Nutrition (Per Serving)
Calories: 331 kcal | Carbohydrates: 7g | Protein: 34g | Fat: 18g | Saturated Fat: 6g
Cholesterol: 110mg | Sodium: 311mg | Potassium: 931mg | Fiber: 2g | Sugar: 3g
Vitamin A: 735 IU | Vitamin C: 32.5mg | Calcium: 116mg | Iron: 1.7mg
- Can I swap chicken breasts for chicken thighs?
Absolutely! Chicken thighs are perfect for this recipe. They stay juicy and tender, and if you prefer them, feel free to use them instead. Just keep in mind that thighs may take a few extra minutes to cook, but they’re totally worth it!
- What if I don’t have Italian seasoning?
No worries at all! If you’re missing Italian seasoning, you can easily mix up your own blend. Combine equal parts dried basil, oregano, and thyme—those herbs will do the trick and bring that perfect herby flavor to the dish.
- Can I use frozen zucchini and squash instead of fresh?
Yes, you can! Frozen zucchini and squash are fine to use, but remember to thaw them first and drain any excess moisture.
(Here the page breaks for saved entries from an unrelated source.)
use std::net::SocketAddr;

use futures_util::{SinkExt, StreamExt};
use tokio::net::TcpListener;
use tokio::sync::mpsc;
use tokio_tungstenite::tungstenite::Message;

use nostr_client_codec::ClientMessage;
use nostr_client_types::Event;

/// A loopback relay for integration tests: accepts one connection, exposes
/// every client frame it receives, and lets the test script canned replies.
pub struct MockRelay {
    pub url: String,
    incoming: mpsc::UnboundedReceiver<String>,
    outgoing: Option<mpsc::UnboundedSender<String>>,
}

impl MockRelay {
    /// Starts a relay that replies to every inbound frame with whatever
    /// `respond` returns (may be multiple lines, one frame per call).
    pub async fn start<F>(mut respond: F) -> Self
    where
        F: FnMut(ClientMessage) -> Vec<String> + Send + 'static,
    {
        let listener = TcpListener::bind("127.0.0.1:0").await.unwrap();
        let addr: SocketAddr = listener.local_addr().unwrap();
        let url = format!("ws://{addr}");

        let (incoming_tx, incoming_rx) = mpsc::unbounded_channel::<String>();
        let (outgoing_tx, mut outgoing_rx) = mpsc::unbounded_channel::<String>();

        tokio::spawn(async move {
            let (stream, _) = listener.accept().await.unwrap();
            let ws = tokio_tungstenite::accept_async(stream).await.unwrap();
            let (mut sink, mut source) = ws.split();
            loop {
                tokio::select! {
                    msg = source.next() => {
                        match msg {
                            Some(Ok(Message::Text(text))) => {
                                let _ = incoming_tx.send(text.clone());
                                if let Ok(parsed) = ClientMessage::from_json(&text) {
                                    for reply in respond(parsed) {
                                        if sink.send(Message::Text(reply)).await.is_err() {
                                            return;
                                        }
                                    }
                                }
                            }
                            Some(Ok(Message::Close(_))) | None => return,
                            _ => {}
                        }
                    }
                    out = outgoing_rx.recv() => {
                        match out {
                            Some(text) => {
                                if sink.send(Message::Text(text)).await.is_err() {
                                    return;
                                }
                            }
                            None => return,
                        }
                    }
                }
            }
        });

        Self { url, incoming: incoming_rx, outgoing: Some(outgoing_tx) }
    }

    pub fn send_raw(&self, raw: impl Into<String>) {
        if let Some(outgoing) = &self.outgoing {
            let _ = outgoing.send(raw.into());
        }
    }

    /// Drops the server's outbound sender, which makes the server task's
    /// `select!` observe `None` and return, closing the socket from this
    /// side without ever sending a reply.
    pub fn close(&mut self) {
        self.outgoing = None;
    }

    pub async fn recv_client_frame(&mut self) -> String {
        self.incoming.recv().await.expect("expected a client frame")
    }
}

pub fn dummy_event(index: u64, created_at: i64) -> Event {
    let pubkey_hex = "aa".repeat(32);
    let id_hex = format!("{index:064x}");
    serde_json::from_value(serde_json::json!({
        "id": id_hex,
        "pubkey": pubkey_hex,
        "created_at": created_at,
        "kind": 1,
        "tags": [],
        "content": "",
        "sig": "00".repeat(64),
    }))
    .unwrap()
}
Fresh veggies work best for the texture, but frozen will still make a tasty dish!
- How can I add a little heat to this dish?
If you’re a fan of spice, just sprinkle in some red pepper flakes when cooking the chicken or vegetables. Or, for a different kick, a little dash of cayenne or hot sauce can easily turn up the heat!
- Can I prep the ingredients ahead of time?
Of course! You can chop the chicken and vegetables in advance. Just store them in separate containers in the fridge. When you’re ready to cook, the meal will come together even faster, and the cooking time may be a bit quicker since the ingredients are already prepped.